[Exercise material]:
□ □ □
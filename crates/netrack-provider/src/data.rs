//! Data-Path Provider
//!
//! Fast coarse gate invoked first for every flow. It never persists: a flow
//! whose URL matches the filter is escalated with `NeedRules` and the control
//! path does the logging.

use crate::error::ProviderError;
use crate::lifecycle::{Lifecycle, ProviderState};
use netrack_filter::{FilterFlow, FlowClassifier};
use serde::Serialize;
use std::sync::atomic::{AtomicU64, Ordering};
use tracing::trace;

/// Verdict for a new flow on the data path
#[derive(Debug, Clone, Copy, PartialEq, Eq, Serialize)]
#[serde(rename_all = "snake_case")]
pub enum DataVerdict {
    /// Let the flow through
    Allow,
    /// Hand the flow to the control path
    NeedRules,
}

/// Data-path decision point
pub struct DataPathProvider {
    lifecycle: Lifecycle,
    classifier: FlowClassifier,
    decided: AtomicU64,
    escalated: AtomicU64,
}

impl DataPathProvider {
    pub fn new(classifier: FlowClassifier) -> Self {
        Self {
            lifecycle: Lifecycle::new("data"),
            classifier,
            decided: AtomicU64::new(0),
            escalated: AtomicU64::new(0),
        }
    }

    pub fn state(&self) -> ProviderState {
        self.lifecycle.state()
    }

    pub fn start<C>(&self, completion: C)
    where
        C: FnOnce(Result<(), ProviderError>),
    {
        self.lifecycle.start(|| Ok(()), completion);
    }

    pub fn stop<C: FnOnce()>(&self, completion: C) {
        self.lifecycle.stop(|| {}, completion);
    }

    /// Decide a new flow.
    #[inline]
    pub fn decide(&self, flow: &FilterFlow) -> DataVerdict {
        if !self.lifecycle.is_running() {
            return DataVerdict::Allow;
        }
        self.decided.fetch_add(1, Ordering::Relaxed);

        match &flow.url {
            Some(url) if self.classifier.matches(url.as_str()) => {
                trace!("Escalating {}", url);
                self.escalated.fetch_add(1, Ordering::Relaxed);
                DataVerdict::NeedRules
            }
            _ => DataVerdict::Allow,
        }
    }

    /// (decided, escalated)
    pub fn stats(&self) -> (u64, u64) {
        (
            self.decided.load(Ordering::Relaxed),
            self.escalated.load(Ordering::Relaxed),
        )
    }
}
□ □ □
[About this exercise]:
Make a faithful copy of every record above.

[Solution]:
filename crates/netrack-provider/src/data.rs
//! Data-Path Provider
//!
//! Fast coarse gate invoked first for every flow. It never persists: a flow
//! whose URL matches the filter is escalated with `NeedRules` and the control
//! path does the logging.

use crate::error::ProviderError;
use crate::lifecycle::{Lifecycle, ProviderState};
use netrack_filter::{FilterFlow, FlowClassifier};
use serde::Serialize;
use std::sync::atomic::{AtomicU64, Ordering};
use tracing::trace;

/// Verdict for a new flow on the data path
#[derive(Debug, Clone, Copy, PartialEq, Eq, Serialize)]
#[serde(rename_all = "snake_case")]
pub enum DataVerdict {
    /// Let the flow through
    Allow,
    /// Hand the flow to the control path
    NeedRules,
}

/// Data-path decision point
pub struct DataPathProvider {
    lifecycle: Lifecycle,
    classifier: FlowClassifier,
    decided: AtomicU64,
    escalated: AtomicU64,
}

impl DataPathProvider {
    pub fn new(classifier: FlowClassifier) -> Self {
        Self {
            lifecycle: Lifecycle::new("data"),
            classifier,
            decided: AtomicU64::new(0),
            escalated: AtomicU64::new(0),
        }
    }

    pub fn state(&self) -> ProviderState {
        self.lifecycle.state()
    }

    pub fn start<C>(&self, completion: C)
    where
        C: FnOnce(Result<(), ProviderError>),
    {
        self.lifecycle.start(|| Ok(()), completion);
    }

    pub fn stop<C: FnOnce()>(&self, completion: C) {
        self.lifecycle.stop(|| {}, completion);
    }

    /// Decide a new flow.
    #[inline]
    pub fn decide(&self, flow: &FilterFlow) -> DataVerdict {
        if !self.lifecycle.is_running() {
            return DataVerdict::Allow;
        }
        self.decided.fetch_add(1, Ordering::Relaxed);

        match &flow.url {
            Some(url) if self.classifier.matches(url.as_str()) => {
                trace!("Escalating {}", url);
                self.escalated.fetch_add(1, Ordering::Relaxed);
                DataVerdict::NeedRules
            }
            _ => DataVerdict::Allow,
        }
    }

    /// (decided, escalated)
    pub fn stats(&self) -> (u64, u64) {
        (
            self.decided.load(Ordering::Relaxed),
            self.escalated.load(Ordering::Relaxed),
        )
    }
}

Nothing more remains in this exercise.